Through-out all of this large section we see Jesus challenging us

      Revealing what the world has come to understand to be wrong

                  Even the very religiously observant in the group and challenging what they understand

Pushing the limits - calling them to a purer - higher - more righteous understanding and stating God’s truth

Our passage today is immediately following “The Parable of the Great Dinner”

      With the question of who will be part of the heavenly feast

What is Jesus doing?         Why would he string together all these challenges?

Why does He seem determined to upset all their understandings?

Does this seem like the strategy to build a movement?

                                          Does this seem like the plan to grow a group to follow God…?

                 

I mean the passage today starts out with

            “Now large crowds were traveling with him; and he turned and said to them Whoever        comes to me and does not hate father and mother, wife and children, brothers and sisters,      yes, and even life itself, cannot be my disciple.

Jesus seems determined to scare them away

            A large crowd following Him would by our accounts seem like a good development…

                        But remember that Jesus is on the road to Jerusalem and is preparing Himself and                          His followers to something that they don’t understand

God’s ways are not our worldly ways

            God’s desires for us are not limited to our human understanding of success

Jesus seems determined to thin the crowds

            When we see a growing group we think - great - bigger the better

More the merrier - if you get some to follow well you might achieve somewhat

                                    - but if you get a lot to follow - well now a lot can happen

God directly challenges that

            And Jesus is not afraid of telling the truth

Growing up I often heard my mom attribute positively someone by saying “I like them, you know where you stand with them – they call a spade a spade and not a blooming shovel”

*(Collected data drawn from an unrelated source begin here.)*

// Copyright (c) 2025 Felix Kahle.
//
// Permission is hereby granted, free of charge, to any person obtaining
// a copy of this software and associated documentation files (the
// "Software"), to deal in the Software without restriction, including
// without limitation the rights to use, copy, modify, merge, publish,
// distribute, sublicense, and/or sell copies of the Software, and to
// permit persons to whom the Software is furnished to do so, subject to
// the following conditions:
//
// The above copyright notice and this permission notice shall be
// included in all copies or substantial portions of the Software.
//
// THE SOFTWARE IS PROVIDED "AS IS", WITHOUT WARRANTY OF ANY KIND,
// EXPRESS OR IMPLIED, INCLUDING BUT NOT LIMITED TO THE WARRANTIES OF
// MERCHANTABILITY, FITNESS FOR A PARTICULAR PURPOSE AND
// NONINFRINGEMENT. IN NO EVENT SHALL THE AUTHORS OR COPYRIGHT HOLDERS BE
// LIABLE FOR ANY CLAIM, DAMAGES OR OTHER LIABILITY, WHETHER IN AN ACTION
// OF CONTRACT, TORT OR OTHERWISE, ARISING FROM, OUT OF OR IN CONNECTION
// WITH THE SOFTWARE OR THE USE OR OTHER DEALINGS IN THE SOFTWARE.

use crate::{
    monitor::adversary_monitor::{AdversaryMonitor, CutReason},
    stats::SearchStatistics,
};
use binstretch_core::num::numeric::StretchNumeric;
use binstretch_model::{
    configuration::BinConfiguration, index::BinIndex, weights::WeightUniverse,
};
use std::time::{Duration, Instant};

/// Periodically reports search progress through the `log` facade.
///
/// The clock is only read on nodes whose count matches `clock_check_mask`,
/// so the monitor stays cheap on the hot path.
#[derive(Debug, Clone)]
pub struct LogMonitor<T>
where
    T: StretchNumeric,
{
    start_time: Instant,
    last_log_time: Instant,
    log_interval: Duration,
    clock_check_mask: u64,
    depth: u64,
    root_best: Option<(T, T)>,
}

impl<T> LogMonitor<T>
where
    T: StretchNumeric,
{
    pub fn new(log_interval: Duration, clock_check_mask: u64) -> Self {
        Self {
            start_time: Instant::now(),
            last_log_time: Instant::now(),
            log_interval,
            clock_check_mask,
            depth: 0,
            root_best: None,
        }
    }

    #[inline(always)]
    fn log_header(&self) {
        log::info!(
            "{:<9} | {:<14} | {:<7} | {:<12} | {:<12} | {:<10} | {:<10}",
            "Elapsed",
            "Nodes",
            "Depth",
            "Root Best",
            "Memo Hits",
            "Cuts",
            "Oracle"
        );
        log::info!("{}", "-".repeat(90));
    }

    #[inline(always)]
    fn log_line(&mut self, depth: u64, stats: &SearchStatistics) {
        let now = Instant::now();
        let elapsed = now.duration_since(self.start_time).as_secs_f32();

        let root_best = match self.root_best {
            Some((weight, value)) => format!("{} (w={})", value, weight),
            None => "-".to_string(),
        };

        log::info!(
            "{:<9} | {:<14} | {:<7} | {:<12} | {:<12} | {:<10} | {:<10}",
            format!("{:.1}s", elapsed),
            stats.nodes_explored,
            depth,
            root_best,
            stats.memo_hits,
            stats.total_cuts(),
            stats.oracle.calls
        );

        self.last_log_time = now;
    }
}

impl<T> Default for LogMonitor<T>
where
    T: StretchNumeric,
{
    fn default() -> Self {
        Self::new(Duration::from_secs(1), 4095)
    }
}

impl<T> std::fmt::Display for LogMonitor<T>
where
    T: StretchNumeric,
{
    fn fmt(&self, f: &mut std::fmt::Formatter<'_>) -> std::fmt::Result {
        write!(
            f,
            "LogMonitor(log_interval: {}s, clock_check_mask: {})",
            self.log_interval.as_secs(),
            self.clock_check_mask
        )
    }
}

impl<T> AdversaryMonitor<T> for LogMonitor<T>
where
    T: StretchNumeric,
{
    fn name(&self) -> &str {
        "LogMonitor"
    }

    fn on_enter_search(
        &mut self,
        root: &BinConfiguration<T>,
        weights: &WeightUniverse<T>,
        _statistics: &SearchStatistics,
    ) {
        self.start_time = Instant::now();
        self.last_log_time = self.start_time;
        self.depth = 0;
        self.root_best = None;
        log::info!(
            "Searching {} bins of capacity {} with {} weights",
            root.num_bins(),
            root.capacity(),
            weights.len()
        );
        self.log_header();
    }

    fn on_exit_search(&mut self, _root: &BinConfiguration<T>, value: T, stats: &SearchStatistics) {
        log::info!("{}", "-".repeat(90));
        log::info!(
            "Search finished: value {} after {} nodes in {:.2?}",
            value,
            stats.nodes_explored,
            self.start_time.elapsed()
        );
    }

    fn on_node(
        &mut self,
        _config: &BinConfiguration<T>,
        _lower: T,
        _upper: T,
        depth: u64,
        stats: &SearchStatistics,
    ) {
        if (stats.nodes_explored & self.clock_check_mask) == 0
            && self.last_log_time.elapsed() >= self.log_interval
        {
            self.log_line(depth, stats);
        }
    }

    fn on_cut(&mut self, _reason: CutReason<T>, _value: T, _stats: &SearchStatistics) {}

    fn on_memo_hit(&mut self, _value: T, _stats: &SearchStatistics) {}

    fn on_descend(
        &mut self,
        _config: &BinConfiguration<T>,
        _weight: T,
        _bin: BinIndex,
        _stats: &SearchStatistics,
    ) {
        self.depth += 1;
    }

    fn on_backtrack(&mut self, _value: T, _stats: &SearchStatistics) {
        self.depth = self.depth.saturating_sub(1);
    }

    fn on_weight_evaluated(&mut self, weight: T, value: T, improved: bool, _stats: &SearchStatistics) {
        if improved && self.depth == 0 {
            self.root_best = Some((weight, value));
            log::debug!("Root improved to {} by offering {}", value, weight);
        }
    }
}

Jesus on his journey towards the great cost He will pay in His discipline to the Father, thins the crowd by ‘calling a spade a spade’

Jesus doesn’t want quantity - He wants quality

And that is precisely what the passage today is about - “the cost of discipleship”

Now an important clarification needs to be made in regards to the word “hate”

            There is throughout the Bible a tendency to use the word “hate” when what is really meant           is a secondary form of love.

                        So when in Deuteronomy 21:15 there are regulations for a man with two wives (one                      of who is loved and one of whom is hated)

                                    the meaning is not that there is literal, visceral hatred per se of the second                                       wife but more that the second wife is less preferred than the first.

Similarly when God says things like “Jacob have I loved, Esau have I hated,” the meaning is not that God literally hates Esau or his kin in the colloquial use of that word

            but rather that Jacob was preferred over Esau and that Esau, therefore, received love but a            love that was perhaps a bit less in intensity or scope.

In this passage Jesus is in fact not really saying anything new

            As we shared in the Ten Commandments earlier

                        And the first and most important is

I, the LORD, am your God, who brought you out of the land of Egypt, that place of slavery. You shall not have other gods besides me.

            And commandments two and three basically clear it up further

                        No idols of other gods and do not take the Lords name in vain

                                    God is saying “Me first”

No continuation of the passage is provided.